This article was written by in Personal Development. 13 comments.


The difference between financial independence and a life of financial frustration comes down to attitude. The way you approach all aspects of your life, not just money, has a significant effect on your long-term financial growth. Personal philosophies dictate how you act and how you react to any situation you face.

It’s worth the time to take a look at your personal philosophies to determine how they are helping or hurting you. Think about how you view the world and your place within it. Consider the relationships you have with people and the way you make sense of situations.

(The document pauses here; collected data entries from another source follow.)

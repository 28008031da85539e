/// Sequence numbers used by reliable attachments wrap at `u16::MAX`.
pub type SequenceNumber = u16;

/// Whether `s1` comes after `s2`, treating the space as a ring where the
/// closer half is "ahead".
/// sequence_greater_than(2, 1) is true
/// sequence_greater_than(0, 65535) is true
/// sequence_greater_than(1, 1) is false
pub fn sequence_greater_than(s1: SequenceNumber, s2: SequenceNumber) -> bool {
    let distance = s1.wrapping_sub(s2);
    distance != 0 && distance <= 32768
}

pub fn sequence_less_than(s1: SequenceNumber, s2: SequenceNumber) -> bool {
    sequence_greater_than(s2, s1)
}
use thiserror::Error;

use crate::handle::NetHandle;

/// Errors that can occur when queueing attachments
#[derive(Debug, Clone, PartialEq, Eq, Error)]
pub enum AttachmentError {
    /// Too many reliable attachments are waiting for acknowledgement
    #[error("Reliable attachment queue for {handle} is full ({limit} queued)")]
    ReliableQueueFull { handle: NetHandle, limit: usize },

    /// The target object is not replicated to the connection
    #[error("Cannot attach to {handle}: the object is not replicated to this connection")]
    ObjectNotReplicated { handle: NetHandle },

    /// The attachment does not fit in the largest payload a batch can carry
    #[error("Attachment of {bit_length} bits exceeds the {max_bits} bit limit")]
    AttachmentTooLarge { bit_length: u32, max_bits: u32 },
}
// Wire layout of a replication packet segment

/// Width of the packet's batch count and destroy count fields.
pub const BATCH_COUNT_BIT_COUNT: u32 = 16;

/// Width of the per-entry destroy header.
pub const DESTROY_HEADER_BIT_COUNT: u32 = 3;
/// Replication ends without destroying the remote instance.
pub const DESTROY_HEADER_TEAR_OFF: u64 = 1 << 0;
pub const DESTROY_HEADER_END_REPLICATION: u64 = 1 << 1;
pub const DESTROY_HEADER_DESTROY_INSTANCE: u64 = 1 << 2;

/// Huge-object fragments in flight per connection. Bounds the out-of-band
/// reliable window well below the sequence wrap.
pub const MAX_HUGE_OBJECT_FRAGMENTS_IN_FLIGHT: u16 = 4096;
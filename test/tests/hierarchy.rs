/// Subobjects travel with their root; dependent objects are scheduled
/// around their parent.

use netrep_shared::{
    BridgeError, DependentSchedulingHint, MemberValue, ReaderError, ReaderEvent, RegistryError, ReplicationConfig,
    ReplicationError, SubObjectCondition,
};
use netrep_test::{
    test_protocol::{CRATE, CRATE_WEIGHT, TURRET, TURRET_HEADING},
    LinkConditions, TestPeers, WorldCall,
};

#[test]
fn subobjects_never_arrive_before_their_root() {
    let mut peers = TestPeers::with(ReplicationConfig::default(), LinkConditions::drop_every(2));
    let root = peers.create(TURRET);
    let sub_objects: Vec<_> = (0..3).map(|_| peers.create(CRATE)).collect();
    for sub_object in &sub_objects {
        peers
            .server
            .add_sub_object(root, *sub_object, SubObjectCondition::Always)
            .unwrap();
    }

    for weight in 1..=6u64 {
        for sub_object in &sub_objects {
            peers.set(*sub_object, CRATE_WEIGHT, MemberValue::Unsigned(weight));
        }
        peers.tick();
    }
    peers.link.set_conditions(LinkConditions::perfect());
    peers.settle(16);

    netrep_test::assert_no_violations!(peers);
    netrep_test::assert_replicated!(peers, root);
    for sub_object in &sub_objects {
        netrep_test::assert_replicated!(peers, *sub_object);
        assert_eq!(peers.world.instances[sub_object].root, Some(root));
        assert_eq!(peers.world.value(*sub_object, CRATE_WEIGHT), Some(&MemberValue::Unsigned(6)));
    }
}

#[test]
fn subobject_added_later_joins_its_root() {
    let mut peers = TestPeers::new();
    let root = peers.create(TURRET);
    peers.settle(8);

    let sub_object = peers.create(CRATE);
    peers
        .server
        .add_sub_object(root, sub_object, SubObjectCondition::Always)
        .unwrap();
    peers.settle(8);

    netrep_test::assert_replicated!(peers, sub_object);
    assert_eq!(peers.world.instances[&sub_object].root, Some(root));
    netrep_test::assert_no_violations!(peers);
}

#[test]
fn initial_only_subobject_ignores_later_changes() {
    let mut peers = TestPeers::new();
    let root = peers.create(TURRET);
    let sub_object = peers.create(CRATE);
    peers.set(sub_object, CRATE_WEIGHT, MemberValue::Unsigned(5));
    peers
        .server
        .add_sub_object(root, sub_object, SubObjectCondition::InitialOnly)
        .unwrap();
    peers.settle(8);
    assert_eq!(peers.world.value(sub_object, CRATE_WEIGHT), Some(&MemberValue::Unsigned(5)));

    peers.set(sub_object, CRATE_WEIGHT, MemberValue::Unsigned(7));
    peers.settle(8);

    assert_eq!(peers.world.value(sub_object, CRATE_WEIGHT), Some(&MemberValue::Unsigned(5)));
}

#[test]
fn removed_subobject_ends_while_its_root_stays() {
    let mut peers = TestPeers::new();
    let root = peers.create(TURRET);
    let sub_object = peers.create(CRATE);
    peers
        .server
        .add_sub_object(root, sub_object, SubObjectCondition::Always)
        .unwrap();
    peers.settle(8);

    peers.server.remove_sub_object(sub_object).unwrap();
    peers.settle(8);

    netrep_test::assert_replicated!(peers, root);
    netrep_test::assert_not_replicated!(peers, sub_object);
    assert!(!peers.world.has(sub_object));
    assert!(peers
        .world
        .position(|call| matches!(call, WorldCall::End { handle, .. } if *handle == sub_object))
        .is_some());
}

#[test]
fn root_leaving_ends_its_subobjects_first() {
    let mut peers = TestPeers::new();
    let root = peers.create(TURRET);
    let sub_object = peers.create(CRATE);
    peers
        .server
        .add_sub_object(root, sub_object, SubObjectCondition::Always)
        .unwrap();
    peers.settle(8);

    peers.server.set_in_scope(netrep_test::CLIENT_ID, root, false).unwrap();
    peers.settle(8);

    let sub_end = peers
        .world
        .position(|call| matches!(call, WorldCall::End { handle, .. } if *handle == sub_object))
        .expect("subobject ended");
    let root_end = peers
        .world
        .position(|call| matches!(call, WorldCall::End { handle, .. } if *handle == root))
        .expect("root ended");
    assert!(sub_end < root_end);
    assert!(peers.world.instances.is_empty());
}

#[test]
fn dependent_scheduled_before_parent_is_instantiated_first() {
    let mut peers = TestPeers::new();
    let parent = peers.create(TURRET);
    let dependent = peers.create(CRATE);
    peers
        .server
        .add_dependent_object(parent, dependent, DependentSchedulingHint::ScheduleBeforeParent)
        .unwrap();

    peers.tick();

    assert_eq!(peers.world.instantiation_order(), vec![dependent, parent]);
}

#[test]
fn dependent_only_goes_first_while_it_is_being_created() {
    let mut peers = TestPeers::new();
    let parent = peers.create(TURRET);
    let dependent = peers.create(CRATE);
    peers
        .server
        .add_dependent_object(
            parent,
            dependent,
            DependentSchedulingHint::ScheduleBeforeParentIfInitialState,
        )
        .unwrap();
    peers.tick();
    assert_eq!(peers.world.instantiation_order(), vec![dependent, parent]);

    // once created, the dependent no longer holds its parent back
    peers.set(parent, TURRET_HEADING, MemberValue::Unsigned(45));
    peers.tick();
    assert_eq!(peers.world.value(parent, TURRET_HEADING), Some(&MemberValue::Unsigned(45)));
}

#[test]
fn cyclic_dependents_are_rejected() {
    let mut peers = TestPeers::new();
    let first = peers.create(CRATE);
    let second = peers.create(CRATE);
    let third = peers.create(CRATE);
    peers
        .server
        .add_dependent_object(first, second, DependentSchedulingHint::Default)
        .unwrap();
    peers
        .server
        .add_dependent_object(second, third, DependentSchedulingHint::Default)
        .unwrap();

    assert_eq!(
        peers
            .server
            .add_dependent_object(third, first, DependentSchedulingHint::Default),
        Err(ReplicationError::Registry(RegistryError::DependentObjectCycle {
            parent: third,
            dependent: first
        }))
    );

    // the links that were accepted still replicate
    peers.settle(8);
    for handle in [first, second, third] {
        netrep_test::assert_replicated!(peers, handle);
    }
}

#[test]
fn refused_subobject_keeps_its_root_from_being_applied() {
    let mut peers = TestPeers::new();
    let root = peers.create(TURRET);
    let sub_object = peers.create(CRATE);
    peers
        .server
        .add_sub_object(root, sub_object, SubObjectCondition::Always)
        .unwrap();
    peers.world.refused.insert(sub_object);

    peers.tick();

    assert!(peers.world.applies_for(root).is_empty());
    assert!(!peers.world.has(root));
    assert!(!peers.world.has(sub_object));
    assert!(peers
        .world
        .position(|call| matches!(call, WorldCall::End { handle, .. } if *handle == root))
        .is_some());
    netrep_test::assert_not_replicated!(peers, root);
    assert!(peers.remote().is_broken(root));
    let events = peers.take_events();
    assert!(matches!(
        events.as_slice(),
        [ReaderEvent::BrokenObject {
            handle,
            error: ReaderError::Bridge(BridgeError::InstantiationRefused { .. }),
        }] if *handle == root
    ));
    netrep_test::assert_no_violations!(peers);
}
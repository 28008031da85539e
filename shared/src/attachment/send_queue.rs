use std::collections::VecDeque;

use netrep_serde::{BitWrite, Serde, UnsignedVariableInteger};

use crate::{
    attachment::net_attachment::NetAttachment,
    wrapping_number::{sequence_less_than, SequenceNumber},
};

/// Reliable attachments kept per object before the queue refuses more.
pub const MAX_QUEUED_RELIABLE_ATTACHMENTS: usize = 16_384;

/// What one write put on the wire, so it can be committed once the batch it
/// belongs to is known to fit.
#[derive(Clone, Debug, Default, PartialEq, Eq)]
pub struct AttachmentWritePlan {
    pub reliable: Vec<SequenceNumber>,
    pub unreliable_count: usize,
}

impl AttachmentWritePlan {
    pub fn is_empty(&self) -> bool {
        self.reliable.is_empty() && self.unreliable_count == 0
    }
}

/// Outgoing attachments of one object on one connection.
///
/// Reliable attachments are numbered, resent on loss and dropped on ack.
/// Unreliable ones are sent once.
pub struct AttachmentSendQueue {
    next_sequence: SequenceNumber,
    unsent_reliable: VecDeque<(SequenceNumber, NetAttachment)>,
    in_flight_reliable: Vec<(SequenceNumber, NetAttachment)>,
    unreliable: VecDeque<NetAttachment>,
    max_in_flight: u16,
}

impl AttachmentSendQueue {
    pub fn new(max_in_flight: u16) -> Self {
        Self {
            next_sequence: 0,
            unsent_reliable: VecDeque::new(),
            in_flight_reliable: Vec::new(),
            unreliable: VecDeque::new(),
            max_in_flight,
        }
    }

    pub fn reliable_count(&self) -> usize {
        self.unsent_reliable.len() + self.in_flight_reliable.len()
    }

    pub fn can_enqueue_reliable(&self) -> bool {
        self.reliable_count() < MAX_QUEUED_RELIABLE_ATTACHMENTS
    }

    /// Returns the sequence number given to a reliable attachment.
    pub fn enqueue(&mut self, reliable: bool, attachment: NetAttachment) -> Option<SequenceNumber> {
        if reliable {
            let sequence = self.next_sequence;
            self.next_sequence = self.next_sequence.wrapping_add(1);
            self.unsent_reliable.push_back((sequence, attachment));
            Some(sequence)
        } else {
            self.unreliable.push_back(attachment);
            None
        }
    }

    pub fn has_unsent(&self) -> bool {
        self.has_sendable_reliable() || !self.unreliable.is_empty()
    }

    fn has_sendable_reliable(&self) -> bool {
        !self.unsent_reliable.is_empty()
            && self.in_flight_reliable.len() < usize::from(self.max_in_flight)
    }

    /// Reliable attachments not yet acknowledged, sent or not.
    pub fn has_unacked_reliable(&self) -> bool {
        self.reliable_count() > 0
    }

    pub fn has_in_flight_reliable(&self) -> bool {
        !self.in_flight_reliable.is_empty()
    }

    pub fn unsent_reliable_count(&self) -> usize {
        self.unsent_reliable.len()
    }

    /// Writes the count, then each attachment as
    /// `bool reliable, [u16 sequence], payload`. At most `max_reliable`
    /// reliable attachments are included. Nothing is dequeued until `commit`.
    pub fn write(&self, writer: &mut dyn BitWrite, max_reliable: usize) -> AttachmentWritePlan {
        let window = usize::from(self.max_in_flight)
            .saturating_sub(self.in_flight_reliable.len())
            .min(max_reliable);
        let reliable: Vec<&(SequenceNumber, NetAttachment)> =
            self.unsent_reliable.iter().take(window).collect();

        let count = reliable.len() + self.unreliable.len();
        UnsignedVariableInteger::<7>::new(count as u64).ser(writer);

        let mut plan = AttachmentWritePlan::default();
        for (sequence, attachment) in reliable {
            writer.write_bit(true);
            sequence.ser(writer);
            attachment.ser(writer);
            plan.reliable.push(*sequence);
        }
        for attachment in &self.unreliable {
            writer.write_bit(false);
            attachment.ser(writer);
        }
        plan.unreliable_count = self.unreliable.len();
        plan
    }

    pub fn commit(&mut self, plan: &AttachmentWritePlan) {
        for _ in 0..plan.reliable.len() {
            if let Some(sent) = self.unsent_reliable.pop_front() {
                self.in_flight_reliable.push(sent);
            }
        }
        for _ in 0..plan.unreliable_count {
            self.unreliable.pop_front();
        }
    }

    pub fn ack(&mut self, sequence: SequenceNumber) {
        self.in_flight_reliable.retain(|(in_flight, _)| *in_flight != sequence);
    }

    /// Puts a lost reliable attachment back in sequence order.
    pub fn lost(&mut self, sequence: SequenceNumber) {
        let Some(position) = self
            .in_flight_reliable
            .iter()
            .position(|(in_flight, _)| *in_flight == sequence)
        else {
            return;
        };
        let entry = self.in_flight_reliable.remove(position);
        let insert_at = self
            .unsent_reliable
            .iter()
            .position(|(unsent, _)| sequence_less_than(entry.0, *unsent))
            .unwrap_or(self.unsent_reliable.len());
        self.unsent_reliable.insert(insert_at, entry);
    }

    /// Drops a reliable attachment without waiting for an ack.
    pub fn discard(&mut self, sequence: SequenceNumber) {
        self.in_flight_reliable.retain(|(in_flight, _)| *in_flight != sequence);
        self.unsent_reliable.retain(|(unsent, _)| *unsent != sequence);
    }

    pub fn clear(&mut self) {
        self.unsent_reliable.clear();
        self.in_flight_reliable.clear();
        self.unreliable.clear();
    }
}
use crate::writer::error::StateTransitionError;

/// Where an object is in its replication lifecycle on one connection.
///
/// The declaration order is significant: every state from `PendingTearOff`
/// onwards is a leaving state, and `WaitOnDestroyConfirmation` may be
/// entered from any of them.
#[derive(Clone, Copy, Debug, Default, PartialEq, Eq, PartialOrd, Ord, Hash)]
pub enum ReplicatedObjectState {
    #[default]
    Invalid,
    PendingCreate,
    WaitOnCreateConfirmation,
    Created,
    /// Waiting for in-flight data to be acknowledged before leaving.
    WaitOnFlush,
    /// One last state goes out, then replication ends without destroying
    /// the remote instance.
    PendingTearOff,
    /// Destroyed on its own while its root keeps replicating.
    SubObjectPendingDestroy,
    /// The object came back into scope before its destroy was confirmed.
    CancelPendingDestroy,
    PendingDestroy,
    WaitOnDestroyConfirmation,
    Destroyed,
    /// Destruction-info placeholder whose work is done.
    PermanentlyDestroyed,
}

impl ReplicatedObjectState {
    pub const ALL: [ReplicatedObjectState; 12] = [
        ReplicatedObjectState::Invalid,
        ReplicatedObjectState::PendingCreate,
        ReplicatedObjectState::WaitOnCreateConfirmation,
        ReplicatedObjectState::Created,
        ReplicatedObjectState::WaitOnFlush,
        ReplicatedObjectState::PendingTearOff,
        ReplicatedObjectState::SubObjectPendingDestroy,
        ReplicatedObjectState::CancelPendingDestroy,
        ReplicatedObjectState::PendingDestroy,
        ReplicatedObjectState::WaitOnDestroyConfirmation,
        ReplicatedObjectState::Destroyed,
        ReplicatedObjectState::PermanentlyDestroyed,
    ];

    pub fn can_transition_to(self, to: ReplicatedObjectState) -> bool {
        use ReplicatedObjectState::*;

        let from = self;
        match to {
            Invalid => matches!(from, PermanentlyDestroyed | Destroyed | PendingCreate),
            PendingCreate => matches!(from, Invalid | WaitOnCreateConfirmation),
            WaitOnCreateConfirmation => matches!(from, PendingCreate | CancelPendingDestroy),
            Created => matches!(
                from,
                PendingCreate | WaitOnCreateConfirmation | CancelPendingDestroy | WaitOnFlush
            ),
            WaitOnFlush => from != Invalid,
            PendingTearOff => matches!(
                from,
                PendingTearOff
                    | WaitOnFlush
                    | WaitOnCreateConfirmation
                    | Created
                    | WaitOnDestroyConfirmation
            ),
            SubObjectPendingDestroy => matches!(
                from,
                PendingDestroy
                    | SubObjectPendingDestroy
                    | WaitOnCreateConfirmation
                    | Created
                    | WaitOnFlush
                    | WaitOnDestroyConfirmation
            ),
            CancelPendingDestroy => matches!(from, WaitOnDestroyConfirmation | CancelPendingDestroy),
            PendingDestroy => from != Invalid,
            WaitOnDestroyConfirmation => from >= PendingTearOff,
            Destroyed => matches!(
                from,
                WaitOnDestroyConfirmation | PendingTearOff | CancelPendingDestroy
            ),
            PermanentlyDestroyed => matches!(from, Invalid | WaitOnCreateConfirmation),
        }
    }

    /// Moves `self` to `to`, or leaves it untouched and reports the illegal
    /// edge.
    pub fn transition(&mut self, to: ReplicatedObjectState) -> Result<(), StateTransitionError> {
        if !self.can_transition_to(to) {
            return Err(StateTransitionError::Illegal { from: *self, to });
        }
        *self = to;
        Ok(())
    }

    /// States in which the object exists, or will exist, on the remote side.
    pub fn is_replicating(self) -> bool {
        !matches!(
            self,
            ReplicatedObjectState::Invalid | ReplicatedObjectState::PermanentlyDestroyed
        )
    }

    /// States in which the writer may put a batch for the object on the wire.
    pub fn can_send(self) -> bool {
        matches!(
            self,
            ReplicatedObjectState::PendingCreate
                | ReplicatedObjectState::Created
                | ReplicatedObjectState::WaitOnFlush
                | ReplicatedObjectState::PendingTearOff
        )
    }
}
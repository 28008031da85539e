pub mod error;

mod baselines;
mod batch;
mod delivery;
mod huge_object;
mod record;
mod replication_info;
mod replication_writer;
mod scheduler;
mod state;

pub use baselines::{
    next_baseline_index, BaselineIndex, BASELINE_INDEX_BIT_COUNT, INVALID_BASELINE_INDEX, MAX_BASELINE_COUNT,
};
pub use error::{StateTransitionError, WriterError};
pub use huge_object::split_into_fragments;
pub use record::RecordInfo;
pub use replication_info::ReplicationInfo;
pub use replication_writer::ReplicationWriter;
pub use scheduler::{order_with_dependents, priority_above, select_candidates, SchedulingView};
pub use state::ReplicatedObjectState;
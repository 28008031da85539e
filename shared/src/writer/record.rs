use std::collections::VecDeque;

use crate::{
    bit_array::ChangeMask,
    handle::NetHandle,
    types::InternalIndex,
    wrapping_number::SequenceNumber,
    writer::{baselines::BaselineIndex, state::ReplicatedObjectState},
};

/// What one packet carried for one object, replayed when the packet is
/// acknowledged, lost or discarded.
#[derive(Clone, Debug, PartialEq)]
pub struct RecordInfo {
    pub index: InternalIndex,
    /// Replication epoch of the object when written. Records from an earlier
    /// epoch are ignored.
    pub epoch: u32,
    /// State the object was moved to by the write.
    pub state: ReplicatedObjectState,
    /// Members whose state was written.
    pub change_mask: Option<ChangeMask>,
    pub new_baseline: BaselineIndex,
    pub reliable_attachments: Vec<SequenceNumber>,
    pub exports: Vec<NetHandle>,
    pub wrote_destroy: bool,
    pub wrote_tear_off: bool,
}

impl RecordInfo {
    pub fn new(index: InternalIndex, epoch: u32, state: ReplicatedObjectState) -> Self {
        Self {
            index,
            epoch,
            state,
            change_mask: None,
            new_baseline: crate::writer::baselines::INVALID_BASELINE_INDEX,
            reliable_attachments: Vec::new(),
            exports: Vec::new(),
            wrote_destroy: false,
            wrote_tear_off: false,
        }
    }
}

/// One entry per written packet, in write order.
#[derive(Default)]
pub struct ReplicationRecord {
    entries: VecDeque<Vec<RecordInfo>>,
    info_count: usize,
}

impl ReplicationRecord {
    pub fn new() -> Self {
        Self::default()
    }

    pub fn push(&mut self, infos: Vec<RecordInfo>) {
        self.info_count += infos.len();
        self.entries.push_back(infos);
    }

    pub fn pop(&mut self) -> Option<Vec<RecordInfo>> {
        let infos = self.entries.pop_front()?;
        self.info_count -= infos.len();
        Some(infos)
    }

    pub fn packet_count(&self) -> usize {
        self.entries.len()
    }

    /// Record infos across all packets still awaiting a delivery status.
    pub fn info_count(&self) -> usize {
        self.info_count
    }

    pub fn infos(&self) -> impl Iterator<Item = &RecordInfo> {
        self.entries.iter().flatten()
    }

    /// Union of every in-flight changemask written for `index` during
    /// `epoch`.
    pub fn in_flight_change_mask(&self, index: InternalIndex, epoch: u32, bit_count: u32) -> ChangeMask {
        let mut mask = ChangeMask::new(bit_count);
        for info in self.infos() {
            if info.index == index && info.epoch == epoch {
                if let Some(written) = &info.change_mask {
                    mask.combine(written);
                }
            }
        }
        mask
    }

    pub fn clear(&mut self) -> Vec<Vec<RecordInfo>> {
        self.info_count = 0;
        self.entries.drain(..).collect()
    }
}
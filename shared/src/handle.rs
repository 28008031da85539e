use std::{
    fmt,
    hash::{Hash, Hasher},
};

use netrep_serde::{BitReader, BitWrite, Serde, SerdeErr, UnsignedVariableInteger};

/// Globally stable identifier of a replicated object.
///
/// The lowest bit of the id tells static (1) from dynamic (0) objects. Id 0
/// is the invalid handle. Only the id travels on the wire, so handles
/// compare and hash by id alone.
#[derive(Clone, Copy, Default)]
pub struct NetHandle {
    id: u64,
    replication_system_id: u32,
}

impl NetHandle {
    pub const INVALID: NetHandle = NetHandle {
        id: 0,
        replication_system_id: 0,
    };

    pub fn new(id: u64, replication_system_id: u32) -> Self {
        Self {
            id,
            replication_system_id,
        }
    }

    /// Handle for an id read off the wire.
    pub fn from_id(id: u64) -> Self {
        Self {
            id,
            replication_system_id: 0,
        }
    }

    pub fn id(&self) -> u64 {
        self.id
    }

    pub fn replication_system_id(&self) -> u32 {
        self.replication_system_id
    }

    pub fn is_valid(&self) -> bool {
        self.id != 0
    }

    pub fn is_static(&self) -> bool {
        self.id & 1 == 1
    }

    pub fn is_dynamic(&self) -> bool {
        self.is_valid() && !self.is_static()
    }

    pub fn kind(&self) -> HandleKind {
        if self.is_static() {
            HandleKind::Static
        } else {
            HandleKind::Dynamic
        }
    }
}

impl PartialEq for NetHandle {
    fn eq(&self, other: &Self) -> bool {
        self.id == other.id
    }
}

impl Eq for NetHandle {}

impl Hash for NetHandle {
    fn hash<H: Hasher>(&self, state: &mut H) {
        self.id.hash(state);
    }
}

impl PartialOrd for NetHandle {
    fn partial_cmp(&self, other: &Self) -> Option<std::cmp::Ordering> {
        Some(self.cmp(other))
    }
}

impl Ord for NetHandle {
    fn cmp(&self, other: &Self) -> std::cmp::Ordering {
        self.id.cmp(&other.id)
    }
}

impl fmt::Debug for NetHandle {
    fn fmt(&self, f: &mut fmt::Formatter<'_>) -> fmt::Result {
        write!(f, "NetHandle({}:{})", self.id, self.replication_system_id)
    }
}

impl fmt::Display for NetHandle {
    fn fmt(&self, f: &mut fmt::Formatter<'_>) -> fmt::Result {
        write!(f, "{}", self.id)
    }
}

impl Serde for NetHandle {
    fn ser(&self, writer: &mut dyn BitWrite) {
        UnsignedVariableInteger::<7>::new(self.id).ser(writer);
    }

    fn de(reader: &mut BitReader) -> Result<Self, SerdeErr> {
        let id = UnsignedVariableInteger::<7>::de(reader)?.get();
        Ok(Self::from_id(id))
    }

    fn bit_length(&self) -> u32 {
        UnsignedVariableInteger::<7>::new(self.id).bit_length()
    }
}

#[derive(Clone, Copy, Debug, PartialEq, Eq, Hash)]
pub enum HandleKind {
    /// Exists on both peers ahead of replication, e.g. loaded with a level.
    Static,
    /// Spawned at runtime; the receiver must instantiate it.
    Dynamic,
}

/// Hands out handles for one replication system.
pub struct HandleAllocator {
    replication_system_id: u32,
    next_static: u64,
    next_dynamic: u64,
}

impl HandleAllocator {
    pub fn new(replication_system_id: u32) -> Self {
        Self {
            replication_system_id,
            next_static: 1,
            next_dynamic: 1,
        }
    }

    pub fn allocate(&mut self, kind: HandleKind) -> NetHandle {
        let id = match kind {
            HandleKind::Static => {
                let sequence = self.next_static;
                self.next_static += 1;
                (sequence << 1) | 1
            }
            HandleKind::Dynamic => {
                let sequence = self.next_dynamic;
                self.next_dynamic += 1;
                sequence << 1
            }
        };
        NetHandle::new(id, self.replication_system_id)
    }
}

I didn’t think about this much until I had a boss who encouraged me to take a look at how my own thoughts were preventing me from succeeding. Never being a fan of motivational nonsense, I wasn’t always willing to listen. This was more about delivery than it was about the message itself; once I was ready to accept some criticism of myself, much later, I understood more about what he was trying to communicate.

When I was younger, I tended to look for external reasons when any situation did not work out in my favor. I attributed bad results to things outside my control. For example, if I was late to the office, it was because traffic was worse than I expected. If I was going deeper into debt, it was because I wasn’t getting paid enough by my employer to cover my basic necessities in addition to my costs to transport myself to the office every day. My approach to life required me to believe that many of the bad things that happened to me were brought on by external events, things which I could not control.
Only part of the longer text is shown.